Judul ini memang terdengar keras, tetapi kenyataan sering kali lebih keras dari kata-kata. Bukan semua kiai muda kosong ilmu, tentu saja. Namun fenomena kiai muda yang lebih dikenal karena citra, bukan karena kapasitas keilmuan, kini tak bisa lagi diabaikan. Panggung telah menggoda, dan tidak semua orang kuat menolak godaannya.

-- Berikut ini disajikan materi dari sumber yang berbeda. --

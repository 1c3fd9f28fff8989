//! Rendering layer. Everything that touches ratatui widgets lives here.
//!
//! This layer reads the engine's state and turns it into cells on the
//! terminal.  It never mutates the engine.

pub mod canvas;
pub mod grid;
pub mod layout;
pub mod smooth_scroll;
pub mod theme;
pub mod video;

Dalam tradisi Islam klasik, seorang alim lahir dari proses panjang yang sunyi. Ia duduk berjam-jam dalam halaqah, menekuri kitab demi kitab, menata adab sebelum menguasai dalil. Nabi Muhammad SAW mengajarkan ilmu bukan dari singgasana, melainkan dari lingkaran sederhana, tempat murid dan guru duduk setara. Halaqah bukan sekadar metode belajar, melainkan disiplin spiritual: belajar untuk rendah hati.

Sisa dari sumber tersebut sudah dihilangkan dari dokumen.